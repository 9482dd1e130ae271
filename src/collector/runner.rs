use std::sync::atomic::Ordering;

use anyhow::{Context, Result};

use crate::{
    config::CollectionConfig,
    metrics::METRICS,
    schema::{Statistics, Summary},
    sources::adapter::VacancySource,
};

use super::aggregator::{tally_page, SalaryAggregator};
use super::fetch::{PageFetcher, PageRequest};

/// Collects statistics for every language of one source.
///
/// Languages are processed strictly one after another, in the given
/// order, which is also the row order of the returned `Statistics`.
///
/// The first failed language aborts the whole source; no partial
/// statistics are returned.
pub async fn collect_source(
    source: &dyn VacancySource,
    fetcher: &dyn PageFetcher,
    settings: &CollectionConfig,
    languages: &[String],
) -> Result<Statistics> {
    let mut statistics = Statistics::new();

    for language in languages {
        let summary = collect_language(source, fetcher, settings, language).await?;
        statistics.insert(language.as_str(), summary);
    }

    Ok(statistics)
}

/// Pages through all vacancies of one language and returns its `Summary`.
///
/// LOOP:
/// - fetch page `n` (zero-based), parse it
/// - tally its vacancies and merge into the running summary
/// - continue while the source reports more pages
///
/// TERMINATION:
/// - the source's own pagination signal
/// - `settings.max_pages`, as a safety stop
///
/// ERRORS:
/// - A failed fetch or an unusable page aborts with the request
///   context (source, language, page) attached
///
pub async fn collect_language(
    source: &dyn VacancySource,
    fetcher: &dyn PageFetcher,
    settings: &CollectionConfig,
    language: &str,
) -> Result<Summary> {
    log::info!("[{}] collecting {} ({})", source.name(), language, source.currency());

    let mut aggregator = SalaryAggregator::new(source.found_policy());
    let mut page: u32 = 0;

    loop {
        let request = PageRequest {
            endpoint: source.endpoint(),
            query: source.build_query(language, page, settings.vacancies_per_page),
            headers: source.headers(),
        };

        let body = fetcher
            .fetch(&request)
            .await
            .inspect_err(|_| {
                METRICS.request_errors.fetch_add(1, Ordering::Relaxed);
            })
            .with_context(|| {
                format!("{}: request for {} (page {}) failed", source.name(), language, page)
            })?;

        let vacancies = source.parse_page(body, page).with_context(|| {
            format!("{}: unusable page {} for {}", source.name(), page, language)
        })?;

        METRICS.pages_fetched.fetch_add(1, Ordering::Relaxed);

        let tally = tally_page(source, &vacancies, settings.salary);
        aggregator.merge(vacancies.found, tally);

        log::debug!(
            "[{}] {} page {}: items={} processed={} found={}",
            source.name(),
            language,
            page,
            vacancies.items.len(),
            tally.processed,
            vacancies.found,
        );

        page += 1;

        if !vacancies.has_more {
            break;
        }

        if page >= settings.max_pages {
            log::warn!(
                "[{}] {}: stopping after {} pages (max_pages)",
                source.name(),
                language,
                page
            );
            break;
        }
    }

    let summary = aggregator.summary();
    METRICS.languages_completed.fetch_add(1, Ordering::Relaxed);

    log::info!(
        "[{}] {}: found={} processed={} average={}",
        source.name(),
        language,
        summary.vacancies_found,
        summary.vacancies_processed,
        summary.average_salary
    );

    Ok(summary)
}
* * *
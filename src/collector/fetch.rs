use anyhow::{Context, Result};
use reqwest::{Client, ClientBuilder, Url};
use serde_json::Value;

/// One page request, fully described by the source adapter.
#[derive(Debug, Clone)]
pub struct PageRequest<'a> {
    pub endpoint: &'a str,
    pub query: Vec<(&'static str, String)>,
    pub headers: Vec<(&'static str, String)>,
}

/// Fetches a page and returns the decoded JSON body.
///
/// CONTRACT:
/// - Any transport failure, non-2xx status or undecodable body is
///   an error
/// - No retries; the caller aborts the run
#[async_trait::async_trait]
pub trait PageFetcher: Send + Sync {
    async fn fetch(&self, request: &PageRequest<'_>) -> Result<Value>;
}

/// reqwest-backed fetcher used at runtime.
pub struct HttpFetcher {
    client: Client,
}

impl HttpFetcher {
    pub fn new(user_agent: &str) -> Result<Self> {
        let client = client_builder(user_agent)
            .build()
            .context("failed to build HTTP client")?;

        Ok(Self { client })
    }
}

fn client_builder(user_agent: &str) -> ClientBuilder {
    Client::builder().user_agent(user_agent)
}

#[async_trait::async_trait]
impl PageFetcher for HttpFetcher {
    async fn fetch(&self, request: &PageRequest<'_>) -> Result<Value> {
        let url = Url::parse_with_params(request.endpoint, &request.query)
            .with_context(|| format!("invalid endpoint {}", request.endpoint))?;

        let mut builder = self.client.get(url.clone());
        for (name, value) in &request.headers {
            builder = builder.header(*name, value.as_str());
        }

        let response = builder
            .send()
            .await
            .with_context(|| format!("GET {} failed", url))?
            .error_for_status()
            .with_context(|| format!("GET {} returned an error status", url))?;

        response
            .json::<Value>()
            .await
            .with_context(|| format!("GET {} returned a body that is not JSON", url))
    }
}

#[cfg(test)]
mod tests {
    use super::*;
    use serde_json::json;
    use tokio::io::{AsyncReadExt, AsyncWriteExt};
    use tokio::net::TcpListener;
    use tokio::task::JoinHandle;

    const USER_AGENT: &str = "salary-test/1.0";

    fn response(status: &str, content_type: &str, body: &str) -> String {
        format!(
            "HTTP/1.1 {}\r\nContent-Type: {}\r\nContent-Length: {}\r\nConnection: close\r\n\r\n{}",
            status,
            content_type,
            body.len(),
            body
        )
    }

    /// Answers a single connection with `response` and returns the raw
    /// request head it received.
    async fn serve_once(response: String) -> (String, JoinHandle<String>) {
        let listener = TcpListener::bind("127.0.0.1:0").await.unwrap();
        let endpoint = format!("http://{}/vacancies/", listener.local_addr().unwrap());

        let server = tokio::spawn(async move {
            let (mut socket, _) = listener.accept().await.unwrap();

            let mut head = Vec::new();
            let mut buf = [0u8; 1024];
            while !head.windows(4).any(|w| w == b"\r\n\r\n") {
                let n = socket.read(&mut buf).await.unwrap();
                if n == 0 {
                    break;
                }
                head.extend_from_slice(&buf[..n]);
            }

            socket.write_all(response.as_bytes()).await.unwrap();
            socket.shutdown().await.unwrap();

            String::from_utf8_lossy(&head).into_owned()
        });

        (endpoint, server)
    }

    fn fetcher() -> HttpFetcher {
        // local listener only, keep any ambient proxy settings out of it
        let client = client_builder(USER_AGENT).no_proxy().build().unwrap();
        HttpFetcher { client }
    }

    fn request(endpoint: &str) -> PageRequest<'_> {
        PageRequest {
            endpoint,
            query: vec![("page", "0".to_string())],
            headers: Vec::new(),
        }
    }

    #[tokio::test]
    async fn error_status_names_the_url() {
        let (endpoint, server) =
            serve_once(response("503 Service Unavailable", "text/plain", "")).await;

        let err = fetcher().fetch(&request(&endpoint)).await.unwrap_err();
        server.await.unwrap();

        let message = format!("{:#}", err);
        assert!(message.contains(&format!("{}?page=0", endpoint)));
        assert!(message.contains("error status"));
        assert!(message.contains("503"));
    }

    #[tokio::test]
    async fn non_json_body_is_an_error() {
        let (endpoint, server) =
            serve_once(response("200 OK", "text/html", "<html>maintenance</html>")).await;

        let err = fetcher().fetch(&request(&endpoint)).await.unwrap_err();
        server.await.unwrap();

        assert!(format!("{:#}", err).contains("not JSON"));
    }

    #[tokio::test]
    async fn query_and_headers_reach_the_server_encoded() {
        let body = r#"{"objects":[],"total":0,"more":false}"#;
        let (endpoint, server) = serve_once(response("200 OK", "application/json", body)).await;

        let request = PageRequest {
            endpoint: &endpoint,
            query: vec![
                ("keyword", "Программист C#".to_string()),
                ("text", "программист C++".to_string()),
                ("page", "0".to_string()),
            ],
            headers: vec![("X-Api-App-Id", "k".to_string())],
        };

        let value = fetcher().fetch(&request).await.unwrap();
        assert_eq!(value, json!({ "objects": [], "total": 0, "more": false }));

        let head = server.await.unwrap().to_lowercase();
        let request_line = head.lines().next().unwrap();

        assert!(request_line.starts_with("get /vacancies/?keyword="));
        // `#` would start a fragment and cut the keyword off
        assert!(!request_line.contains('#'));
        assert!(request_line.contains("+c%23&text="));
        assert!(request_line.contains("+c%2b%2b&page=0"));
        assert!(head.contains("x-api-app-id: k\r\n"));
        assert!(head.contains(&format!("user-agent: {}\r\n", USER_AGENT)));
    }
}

= What is needed =
Within the listing above, work out the number of lines that hold "METRICS", and give that number alone.

= Finished task =
4